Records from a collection
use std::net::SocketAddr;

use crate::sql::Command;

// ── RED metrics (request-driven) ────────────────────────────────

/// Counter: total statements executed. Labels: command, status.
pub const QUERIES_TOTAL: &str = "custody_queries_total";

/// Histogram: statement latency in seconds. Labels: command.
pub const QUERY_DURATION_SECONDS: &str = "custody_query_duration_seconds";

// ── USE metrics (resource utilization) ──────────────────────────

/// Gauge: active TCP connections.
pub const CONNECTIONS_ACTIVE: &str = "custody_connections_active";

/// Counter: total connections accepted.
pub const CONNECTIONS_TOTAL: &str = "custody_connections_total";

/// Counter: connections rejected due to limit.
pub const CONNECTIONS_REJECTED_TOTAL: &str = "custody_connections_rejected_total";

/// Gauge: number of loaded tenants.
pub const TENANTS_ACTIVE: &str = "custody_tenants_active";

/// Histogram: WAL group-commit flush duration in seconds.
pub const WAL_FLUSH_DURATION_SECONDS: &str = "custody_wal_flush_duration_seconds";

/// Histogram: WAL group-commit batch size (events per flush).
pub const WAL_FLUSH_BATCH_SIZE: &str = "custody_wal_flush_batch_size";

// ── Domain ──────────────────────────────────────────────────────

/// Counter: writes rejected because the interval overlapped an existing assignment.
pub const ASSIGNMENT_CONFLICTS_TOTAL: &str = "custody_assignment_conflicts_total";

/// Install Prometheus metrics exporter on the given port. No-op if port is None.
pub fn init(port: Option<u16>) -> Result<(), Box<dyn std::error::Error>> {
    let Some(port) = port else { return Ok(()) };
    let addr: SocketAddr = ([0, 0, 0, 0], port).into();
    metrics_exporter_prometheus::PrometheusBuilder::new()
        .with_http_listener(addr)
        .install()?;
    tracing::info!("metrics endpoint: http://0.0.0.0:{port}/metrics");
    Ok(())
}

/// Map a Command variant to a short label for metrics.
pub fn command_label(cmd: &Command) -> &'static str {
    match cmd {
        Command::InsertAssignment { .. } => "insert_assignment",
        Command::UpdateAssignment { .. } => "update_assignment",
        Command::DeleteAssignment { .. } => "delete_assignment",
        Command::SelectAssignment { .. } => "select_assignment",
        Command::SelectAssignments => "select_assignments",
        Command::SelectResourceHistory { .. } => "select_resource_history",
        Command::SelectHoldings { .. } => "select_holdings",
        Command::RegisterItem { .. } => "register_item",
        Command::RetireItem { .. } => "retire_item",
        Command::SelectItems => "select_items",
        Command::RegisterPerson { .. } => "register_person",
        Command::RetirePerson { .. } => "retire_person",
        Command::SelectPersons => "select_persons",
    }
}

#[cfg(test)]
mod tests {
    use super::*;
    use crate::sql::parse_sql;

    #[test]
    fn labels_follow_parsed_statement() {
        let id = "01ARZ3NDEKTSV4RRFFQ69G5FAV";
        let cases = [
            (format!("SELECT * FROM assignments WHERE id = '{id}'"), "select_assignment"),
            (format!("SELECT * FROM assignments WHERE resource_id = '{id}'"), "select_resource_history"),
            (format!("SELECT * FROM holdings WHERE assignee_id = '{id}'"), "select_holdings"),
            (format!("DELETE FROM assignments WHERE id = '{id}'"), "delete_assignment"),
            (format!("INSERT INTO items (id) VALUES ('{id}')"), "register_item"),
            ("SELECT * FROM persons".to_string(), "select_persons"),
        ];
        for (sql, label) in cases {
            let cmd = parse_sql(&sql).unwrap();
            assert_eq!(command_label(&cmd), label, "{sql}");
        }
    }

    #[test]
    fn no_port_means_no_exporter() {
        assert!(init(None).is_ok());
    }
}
---
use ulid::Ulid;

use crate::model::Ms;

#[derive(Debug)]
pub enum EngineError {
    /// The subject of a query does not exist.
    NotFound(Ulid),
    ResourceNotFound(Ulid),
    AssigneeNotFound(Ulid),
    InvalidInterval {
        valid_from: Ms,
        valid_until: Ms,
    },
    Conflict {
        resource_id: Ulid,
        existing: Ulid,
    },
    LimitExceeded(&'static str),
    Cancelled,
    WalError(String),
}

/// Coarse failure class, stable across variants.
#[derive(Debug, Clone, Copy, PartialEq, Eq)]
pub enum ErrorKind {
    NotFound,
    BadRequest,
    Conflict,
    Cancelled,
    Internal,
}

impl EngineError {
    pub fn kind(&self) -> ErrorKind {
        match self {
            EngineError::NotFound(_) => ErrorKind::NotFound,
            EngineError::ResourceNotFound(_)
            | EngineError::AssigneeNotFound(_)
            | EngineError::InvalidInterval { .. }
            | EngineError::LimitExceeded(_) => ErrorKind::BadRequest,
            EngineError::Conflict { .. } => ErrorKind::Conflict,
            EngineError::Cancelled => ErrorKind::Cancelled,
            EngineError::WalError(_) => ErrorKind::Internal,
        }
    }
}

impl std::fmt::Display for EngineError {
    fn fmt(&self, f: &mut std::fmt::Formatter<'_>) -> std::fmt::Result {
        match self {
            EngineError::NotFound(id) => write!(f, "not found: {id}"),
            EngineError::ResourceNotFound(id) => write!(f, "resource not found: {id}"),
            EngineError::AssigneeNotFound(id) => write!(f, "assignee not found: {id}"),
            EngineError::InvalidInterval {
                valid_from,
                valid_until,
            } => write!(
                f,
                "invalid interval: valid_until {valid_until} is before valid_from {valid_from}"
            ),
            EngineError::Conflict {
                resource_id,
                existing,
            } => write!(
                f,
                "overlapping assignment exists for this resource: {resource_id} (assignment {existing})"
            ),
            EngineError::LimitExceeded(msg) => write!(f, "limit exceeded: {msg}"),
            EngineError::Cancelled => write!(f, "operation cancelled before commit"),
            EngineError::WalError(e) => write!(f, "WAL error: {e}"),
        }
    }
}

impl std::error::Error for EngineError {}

→ Exercise prompt: The lines to extract from the data above begin with the line containing "use std::net::SocketAddr;" and end with the line containing "let Some(port) = port". Extract them exactly, including both.

→ Result below:
use std::net::SocketAddr;

use crate::sql::Command;

// ── RED metrics (request-driven) ────────────────────────────────

/// Counter: total statements executed. Labels: command, status.
pub const QUERIES_TOTAL: &str = "custody_queries_total";

/// Histogram: statement latency in seconds. Labels: command.
pub const QUERY_DURATION_SECONDS: &str = "custody_query_duration_seconds";

// ── USE metrics (resource utilization) ──────────────────────────

/// Gauge: active TCP connections.
pub const CONNECTIONS_ACTIVE: &str = "custody_connections_active";

/// Counter: total connections accepted.
pub const CONNECTIONS_TOTAL: &str = "custody_connections_total";

/// Counter: connections rejected due to limit.
pub const CONNECTIONS_REJECTED_TOTAL: &str = "custody_connections_rejected_total";

/// Gauge: number of loaded tenants.
pub const TENANTS_ACTIVE: &str = "custody_tenants_active";

/// Histogram: WAL group-commit flush duration in seconds.
pub const WAL_FLUSH_DURATION_SECONDS: &str = "custody_wal_flush_duration_seconds";

/// Histogram: WAL group-commit batch size (events per flush).
pub const WAL_FLUSH_BATCH_SIZE: &str = "custody_wal_flush_batch_size";

// ── Domain ──────────────────────────────────────────────────────

/// Counter: writes rejected because the interval overlapped an existing assignment.
pub const ASSIGNMENT_CONFLICTS_TOTAL: &str = "custody_assignment_conflicts_total";

/// Install Prometheus metrics exporter on the given port. No-op if port is None.
pub fn init(port: Option<u16>) -> Result<(), Box<dyn std::error::Error>> {
    let Some(port) = port else { return Ok(()) };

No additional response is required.